Problem-Solve With Students Rather than For Them
“At a time when students need adults to show up for them and connect with them in greater ways, many of our well-intentioned inclinations miss the mark,” writes DelawareCAN executive director Atnre Alleyne in The Grio. “There is empowerment and real education in telling students the truth, being honest about what adults haven’t figured out, and allowing them to participate in problem-solving.”
Learning, by necessity, is now centered more around students than ever before because students and their families are filling in the gaps created by school building closures. Our plans for re-opening schools in the fall should build on this student-centered reality rather than seek to go backwards to a normal that far too often left students’ voices out.

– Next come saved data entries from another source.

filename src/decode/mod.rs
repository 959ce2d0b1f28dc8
pub mod decoder;
pub mod link;
pub mod summary;

pub use decoder::{DecodeError, DecodeFault, DecoderOptions, FrameDecoder};
pub use link::LinkLayer;
pub use summary::{PacketSummary, RawFrame};
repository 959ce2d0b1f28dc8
pub mod formatting;
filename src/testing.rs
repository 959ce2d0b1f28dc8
//! Frame builders and in-memory capture doubles shared by the unit tests.

use std::collections::{HashMap, VecDeque};
use std::net::Ipv4Addr;
use std::path::Path;
use std::sync::atomic::{AtomicBool, Ordering};
use std::sync::{Arc, Mutex};
use std::time::Duration;

use chrono::Utc;
use pnet::packet::ethernet::{EtherTypes, MutableEthernetPacket};
use pnet::packet::ip::IpNextHeaderProtocols;
use pnet::packet::ipv4::MutableIpv4Packet;
use pnet::packet::tcp::{MutableTcpPacket, TcpFlags};
use pnet::packet::udp::MutableUdpPacket;
use pnet::util::MacAddr;

use crate::capture::{CaptureError, FrameSource, NextFrame, SourceOpener};
use crate::decode::{LinkLayer, PacketSummary, RawFrame};
use crate::sink::{EventSink, SinkClosed};

fn ethernet_ipv4(protocol: pnet::packet::ip::IpNextHeaderProtocol, transport: &[u8]) -> Vec<u8> {
    let mut buf = vec![0u8; 14 + 20 + transport.len()];
    {
        let mut eth = MutableEthernetPacket::new(&mut buf).unwrap();
        eth.set_source(MacAddr::new(0x02, 0, 0, 0, 0, 0x01));
        eth.set_destination(MacAddr::new(0x02, 0, 0, 0, 0, 0x02));
        eth.set_ethertype(EtherTypes::Ipv4);
    }
    {
        let mut ip = MutableIpv4Packet::new(&mut buf[14..]).unwrap();
        ip.set_version(4);
        ip.set_header_length(5);
        ip.set_total_length((20 + transport.len()) as u16);
        ip.set_ttl(64);
        ip.set_next_level_protocol(protocol);
        ip.set_source(Ipv4Addr::new(10, 0, 0, 1));
        ip.set_destination(Ipv4Addr::new(10, 0, 0, 2));
        ip.set_payload(transport);
    }
    buf
}

/// Ethernet/IPv4/TCP ACK from 10.0.0.1:40000 to 10.0.0.2:80 with the given sequence number.
pub fn tcp_frame(sequence: u32) -> Vec<u8> {
    let mut tcp = vec![0u8; 20];
    {
        let mut packet = MutableTcpPacket::new(&mut tcp).unwrap();
        packet.set_source(40000);
        packet.set_destination(80);
        packet.set_sequence(sequence);
        packet.set_data_offset(5);
        packet.set_flags(TcpFlags::ACK);
    }
    ethernet_ipv4(IpNextHeaderProtocols::Tcp, &tcp)
}

/// Ethernet/IPv4/UDP datagram from 10.0.0.1:5353 to 10.0.0.2:53.
pub fn udp_frame() -> Vec<u8> {
    let mut udp = vec![0u8; 12];
    {
        let mut packet = MutableUdpPacket::new(&mut udp).unwrap();
        packet.set_source(5353);
        packet.set_destination(53);
        packet.set_length(12);
    }
    ethernet_ipv4(IpNextHeaderProtocols::Udp, &udp)
}

/// Ethernet header announcing IPv4 followed by only 10 bytes of it.
pub fn runt_ipv4_frame() -> Vec<u8> {
    let mut frame = tcp_frame(0);
    frame.truncate(24);
    frame
}

/// Writes a classic little-endian pcap file with an Ethernet link type.
pub fn write_pcap(path: &Path, frames: &[(u32, u32, Vec<u8>)]) {
    let mut out = Vec::new();
    out.extend_from_slice(&0xa1b2_c3d4u32.to_le_bytes());
    out.extend_from_slice(&2u16.to_le_bytes());
    out.extend_from_slice(&4u16.to_le_bytes());
    out.extend_from_slice(&0i32.to_le_bytes());
    out.extend_from_slice(&0u32.to_le_bytes());
    out.extend_from_slice(&65535u32.to_le_bytes());
    out.extend_from_slice(&1u32.to_le_bytes());
    for (secs, micros, data) in frames {
        out.extend_from_slice(&secs.to_le_bytes());
        out.extend_from_slice(&micros.to_le_bytes());
        out.extend_from_slice(&(data.len() as u32).to_le_bytes());
        out.extend_from_slice(&(data.len() as u32).to_le_bytes());
        out.extend_from_slice(data);
    }
    std::fs::write(path, out).unwrap();
}

pub enum Step {
    Frame(Vec<u8>),
    End,
    /// Runs before the next step is read, e.g. to flip session state mid-stream.
    Call(Box<dyn FnOnce() + Send>),
}

/// Frame source that replays a script and idles once the script runs out.
pub struct ScriptedSource {
    steps: VecDeque<Step>,
    tick: Duration,
    reject_filters: bool,
    pub filters: Arc<Mutex<Vec<String>>>,
    released: Arc<AtomicBool>,
}

impl ScriptedSource {
    pub fn new(steps: Vec<Step>) -> Self {
        Self {
            steps: steps.into(),
            tick: Duration::from_millis(5),
            reject_filters: false,
            filters: Arc::new(Mutex::new(Vec::new())),
            released: Arc::new(AtomicBool::new(false)),
        }
    }

    pub fn rejecting_filters(mut self) -> Self {
        self.reject_filters = true;
        self
    }

    pub fn released_flag(&self) -> Arc<AtomicBool> {
        Arc::clone(&self.released)
    }
}

impl FrameSource for ScriptedSource {
    fn link_layer(&self) -> LinkLayer {
        LinkLayer::Ethernet
    }

    fn apply_filter(&mut self, expression: &str) -> Result<(), CaptureError> {
        if self.reject_filters {
            return Err(CaptureError::Filter {
                filter: expression.to_string(),
                reason: "syntax error".to_string(),
            });
        }
        self.filters.lock().unwrap().push(expression.to_string());
        Ok(())
    }

    fn next_frame(&mut self) -> NextFrame {
        loop {
            match self.steps.pop_front() {
                Some(Step::Call(f)) => f(),
                Some(Step::Frame(data)) => return NextFrame::Frame(RawFrame::new(Utc::now(), data)),
                Some(Step::End) => return NextFrame::Exhausted,
                None => {
                    std::thread::sleep(self.tick);
                    return NextFrame::Idle;
                }
            }
        }
    }
}

impl Drop for ScriptedSource {
    fn drop(&mut self) {
        self.released.store(true, Ordering::SeqCst);
    }
}

/// Hands out one scripted source per registered device name.
#[derive(Default)]
pub struct ScriptedOpener {
    scripts: Mutex<HashMap<String, ScriptedSource>>,
}

impl ScriptedOpener {
    pub fn add(&self, device: &str, source: ScriptedSource) -> Arc<AtomicBool> {
        let released = source.released_flag();
        self.scripts.lock().unwrap().insert(device.to_string(), source);
        released
    }
}

impl SourceOpener for ScriptedOpener {
    type Source = ScriptedSource;

    fn open(&self, device: &str) -> Result<ScriptedSource, CaptureError> {
        self.scripts
            .lock()
            .unwrap()
            .remove(device)
            .ok_or_else(|| CaptureError::Open {
                device: device.to_string(),
                reason: "No such device exists".to_string(),
            })
    }
}

/// Collects summaries in memory; optionally hangs up after `limit` events.
#[derive(Clone, Default)]
pub struct VecSink {
    pub events: Arc<Mutex<Vec<PacketSummary>>>,
    limit: Option<usize>,
}

impl VecSink {
    pub fn closing_after(limit: usize) -> Self {
        Self {
            events: Arc::default(),
            limit: Some(limit),
        }
    }

    pub fn sequence_numbers(&self) -> Vec<u32> {
        self.events
            .lock()
            .unwrap()
            .iter()
            .map(|s| s.sequence_number())
            .collect()
    }

    pub fn len(&self) -> usize {
        self.events.lock().unwrap().len()
    }
}

impl EventSink for VecSink {
    fn emit(&mut self, summary: PacketSummary) -> Result<(), SinkClosed> {
        let mut events = self.events.lock().unwrap();
        if self.limit.is_some_and(|limit| events.len() >= limit) {
            return Err(SinkClosed);
        }
        events.push(summary);
        Ok(())
    }
}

“This is a perfect time to bring students to the table to wrestle with the many hard, logistical and learning decisions that need to be made,” Alleyne argues. “If this is the future we want, we should do something about the wise but sobering words one of my high school mentees once said about how adults ‘engage’ students: ‘We’ve been moved from the kiddie table to the adult table but our portions remain the same.’”
For DelawareCAN, that means new goals for 2020 focused on an education innovation fund that supports new student-centered approaches to summer learning loss, parent empowerment, and school-community partnerships and new support services for undocumented students to be full participants in their education. Across the 50CAN network, local leaders are working to ensure that as new plans are put in place, the voices of students are central to the conversation.
- The task this week is to ensure that the power that has shifted to students and their families in directing their education during this time of crisis is not lost as we turn our attention to the plans for reopening schools in the fall.